The company said today that it is adding intelligence to its towers, central offices, and small cells that are at the “edge” of the cloud by outfitting them with high-end graphics processing chips and other general purpose computers. By doing so, it will reduce the distance that data has to travel to get processed, thereby reducing latency and boosting the network performance.
“Edge computing fulfills the promise of the cloud to transcend the physical constraints of our mobile devices,” said Andre Fuetsch, president of AT&T Labs and CTO in a statement. “The capabilities of tomorrow’s 5G are the missing link that will make edge computing possible.”
Fuetsch added that edge computing will be a critical element to 5G, which will provide faster network speeds and the lower latency.

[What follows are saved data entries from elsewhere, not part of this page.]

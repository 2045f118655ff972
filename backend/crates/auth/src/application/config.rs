//! Application Configuration

use chrono::Duration;

/// Auth application configuration
#[derive(Debug, Clone)]
pub struct AuthConfig {
    /// Secret used to sign session tokens (HS256)
    pub token_secret: Vec<u8>,
    /// Hard session lifetime
    pub session_ttl: Duration,
    /// Lifetime of email verification tokens
    pub verification_ttl: Duration,
    /// Failed logins before temporary lockout
    pub max_login_failures: i32,
    /// Lockout duration after too many failures
    pub lockout: Duration,
}

impl AuthConfig {
    /// Create a config with the given signing secret and default policy
    pub fn new(token_secret: Vec<u8>) -> Self {
        Self {
            token_secret,
            session_ttl: Duration::days(7),
            verification_ttl: Duration::hours(24),
            max_login_failures: 5,
            lockout: Duration::minutes(15),
        }
    }

    /// Create a config with a random signing secret
    ///
    /// Tokens stop verifying across restarts; fine for development.
    pub fn with_random_secret() -> Self {
        Self::new(platform::crypto::random_bytes(32))
    }
}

AT&T said it will begin deploying edge computing out over the next few years starting with urban areas and expanding those over time. The company also said that MEC is an important element to the company’s network virtualization program. The company’s goal is to have 55 percent of its network virtualized by year-end with a longer term goal of having 75 percent of its network virtualized by 2020.
The company said it is already deploying MEC-capable services to its enterprise customers through its FlexWare service. FlexWare is the name of the company’s virtual network function (VNF) management platform that uses AT&T’s Integrated Cloud (AIC) platform for service orchestration. Customers can manage Flexware using a standard table device.
AT&T also said it expects to see more applications using MEC in areas like public safety that will be enabled by the FirstNet first responder wireless broadband network.
AT&T could be considering what Telefónica España is doing. The Spanish operator said in March that it is working with Quortus on private LTE technology, based on MEC, that is essentially a 4G network in a box.
MEC as Part of 5G
AT&T isn’t the first to talk about MEC in conjunction with 5G. Late last year, 5G Americas, a trade group representing several operators in North and South America, including AT&T, put out a white paper that talked about the growing interest in MEC and said that standards bodies like the 3GPP and ETSI are considering including MEC in the 5G standards development.
Indeed, ETSI has formed the Multi-access Edge Computing Industry Specification Group (MEC ISG), and earlier this month it released its first package of standardized application programming interfaces (APIs) that will support MEC interoperability.